Тут были студенты всех курсов и факультетов. Все знали Глаголева, как вечного студента, какими-то кровными узами связанного с университетом. Несколько поколений вступили и вышли на его глазах. Многие из его товарищей были его профессорами. В университете он был свой человек, и странно было даже представить себе университет без Аристарха Глаголева.
Как старый студент, знающий все ходы и порядки, он стоял в центре всего студенчества, всех студенческих затей. Без него не устраивалось ни одного концерта, ни одной подписки. Все недоразумения с профессорами, с начальством проходили через его руки. Он отправлялся к профессору, хлопотал, просил. По этой части за ним числился не один подвиг.

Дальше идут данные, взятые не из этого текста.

//! Model routing by available accelerator memory.

use std::io::Read;
use std::process::{Command, Stdio};
use std::sync::{Arc, OnceLock};
use std::time::{Duration, Instant};

use tracing::{debug, info};

use crate::config::ProfileConfig;

/// Chooses the chat model for a profile.
pub trait RoutingPolicy: Send + Sync {
    /// Model name to use for `profile`.
    fn select_model(&self, profile: &ProfileConfig) -> String;
}

impl<F> RoutingPolicy for F
where
    F: Fn(&ProfileConfig) -> String + Send + Sync,
{
    fn select_model(&self, profile: &ProfileConfig) -> String {
        self(profile)
    }
}

/// A routing policy bound to one profile.
///
/// The turn loop asks for a model before every generation round, so a policy
/// that reacts to changing conditions takes effect mid-conversation.
#[derive(Clone)]
pub struct ModelRoute {
    policy: Arc<dyn RoutingPolicy>,
    profile: Arc<ProfileConfig>,
}

impl std::fmt::Debug for ModelRoute {
    fn fmt(&self, f: &mut std::fmt::Formatter<'_>) -> std::fmt::Result {
        f.debug_struct("ModelRoute")
            .field("profile", &self.profile.name)
            .finish_non_exhaustive()
    }
}

impl ModelRoute {
    /// Route `profile` through `policy`.
    pub fn new(policy: Arc<dyn RoutingPolicy>, profile: ProfileConfig) -> Self {
        Self {
            policy,
            profile: Arc::new(profile),
        }
    }

    /// Always `model`.
    pub fn fixed(model: impl Into<String>) -> Self {
        let model = model.into();
        Self::new(
            Arc::new(move |_: &ProfileConfig| model.clone()),
            ProfileConfig::default(),
        )
    }

    /// Model for the next generation round.
    pub fn select(&self) -> String {
        self.policy.select_model(&self.profile)
    }
}

type VramProbe = Box<dyn Fn() -> Option<u64> + Send + Sync>;

/// Routes to the large model when the first GPU has at least
/// `llm.min_vram_gb` of memory, otherwise to the small model.
///
/// `llm.model_override` always wins. The probe runs at most once per router.
pub struct MemoryRouter {
    probe: VramProbe,
    vram_gb: OnceLock<Option<u64>>,
}

impl std::fmt::Debug for MemoryRouter {
    fn fmt(&self, f: &mut std::fmt::Formatter<'_>) -> std::fmt::Result {
        f.debug_struct("MemoryRouter")
            .field("vram_gb", &self.vram_gb.get())
            .finish_non_exhaustive()
    }
}

impl Default for MemoryRouter {
    fn default() -> Self {
        Self::new()
    }
}

impl MemoryRouter {
    /// Router probing `nvidia-smi` (or the binary named by `NVIDIA_SMI`).
    pub fn new() -> Self {
        Self::with_probe(detect_gpu_vram_gb)
    }

    /// Router with a custom memory probe returning GiB.
    pub fn with_probe(probe: impl Fn() -> Option<u64> + Send + Sync + 'static) -> Self {
        Self {
            probe: Box::new(probe),
            vram_gb: OnceLock::new(),
        }
    }

    fn vram_gb(&self) -> Option<u64> {
        *self.vram_gb.get_or_init(|| {
            let detected = (self.probe)();
            debug!(vram_gb = ?detected, "accelerator memory probed");
            detected
        })
    }
}

impl RoutingPolicy for MemoryRouter {
    fn select_model(&self, profile: &ProfileConfig) -> String {
        let llm = &profile.llm;
        if let Some(model) = llm.model_override.as_deref().filter(|m| !m.is_empty()) {
            info!(profile = %profile.name, model, "using model override");
            return model.to_owned();
        }
        let model = match self.vram_gb() {
            Some(gb) if gb >= llm.min_vram_gb => &llm.large_model,
            _ => &llm.small_model,
        };
        info!(profile = %profile.name, model = %model, "model selected");
        model.clone()
    }
}

const PROBE_TIMEOUT: Duration = Duration::from_secs(2);

/// Total memory of the first GPU in GiB, via `nvidia-smi`.
pub fn detect_gpu_vram_gb() -> Option<u64> {
    let binary = std::env::var("NVIDIA_SMI").unwrap_or_else(|_| "nvidia-smi".to_owned());
    let out = run_cmd_bounded(
        &binary,
        &["--query-gpu=memory.total", "--format=csv,noheader,nounits"],
        PROBE_TIMEOUT,
    )?;
    parse_vram_gb(&out)
}

/// Parse `nvidia-smi` MiB output (first line) into whole GiB.
pub fn parse_vram_gb(output: &str) -> Option<u64> {
    let mib: u64 = output.lines().next()?.trim().parse().ok()?;
    (mib > 0).then_some(mib / 1024)
}

fn run_cmd_bounded(program: &str, args: &[&str], timeout: Duration) -> Option<String> {
    let mut child = Command::new(program)
        .args(args)
        .stdout(Stdio::piped())
        .stderr(Stdio::null())
        .spawn()
        .ok()?;
    let deadline = Instant::now() + timeout;
    let status = loop {
        match child.try_wait() {
            Ok(Some(status)) => break status,
            Ok(None) if Instant::now() < deadline => std::thread::sleep(Duration::from_millis(20)),
            _ => {
                let _ = child.kill();
                let _ = child.wait();
                return None;
            }
        }
    };
    if !status.success() {
        return None;
    }
    let mut out = String::new();
    child.stdout.take()?.read_to_string(&mut out).ok()?;
    let trimmed = out.trim();
    (!trimmed.is_empty()).then(|| trimmed.to_owned())
}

— Да, братцы, — ответил товарищам Глаголев, — уезжаю, место беру. Родителей кормить буду. Пора, пора, други мои, прощайте!
И все поняли, что Глаголев говорит это серьёзно, и прощались с ним.
Вечером того же дня в чистеньком дворе, за Девичьим полем, собралось душ пятьдесят студентов. Возок стоял у крыльца, на нём возвышался старый сундук, обитый жестью, и другой поновее, принадлежавший Аристарху. Скоро старик с сыном вышли из дома, Аристарх жал всем руки и обнимал товарищей, а старик с грустной усмешкой смотрел на это прощанье. Он видел, какими кровными узами связан его сын со студентами, и ему было как-то совестно, что он лишает сына всех прелестей свободной жизни.
Студенты галдели, шумели; раздавались пожелания; и вот возок двинулся с места, выкатился из двора; стали махать платками и шапками и, наконец, расстались совсем.
«Прощай, Москва! Прощай, alma mater! Прощай, моя студенческая свобода!» — мысленно произнёс Аристарх, последний раз оглянувшись на товарищей, но не сказал этого вслух, потому что не хотел огорчить отца.
С отцом у него были особые отношения. Он любил старика, уважал стойкость, с которой он просидел сорок пять лет чуть ли не на одном стуле в почтовом отделении, преклонялся перед его скромностью и способностью довольствоваться малым. Но никогда между ними не обнаружилось ни одного общего взгляда; да и какие взгляды могли быть у человека, так неподвижно прожившего всю свою долгую жизнь? Этот человек ни разу в жизни не отступил от своих обычных правил.
Помнил Аристарх, — это было воспоминание детства, — как его отец, тогда ещё далёкий от теперешней дряхлости, вставал каждый день в семь часов, гулял по маленькому садику, примыкавшему к дому, пил чай и отправлялся на службу. Там он сидел до четырёх часов, потом приходил домой, обедал, часик валялся на диване, шёл к приятелю, жившему через дом, а иногда тот приходил к нему, — они садились за столик, разрисованный шахматными квадратиками, и играли в шашки, пока не стемнеет и не зажгут свечи. Тут приносили чай, завязывался тягучий разговор о почтовых порядках, о городских делах, которые изо дня в день и из года в год были всё одни и те же, а часов в девять, в десять в доме всё затихало, гасились огни, и все укладывались спать, — и так каждый. день, так прожито сорок пять лет.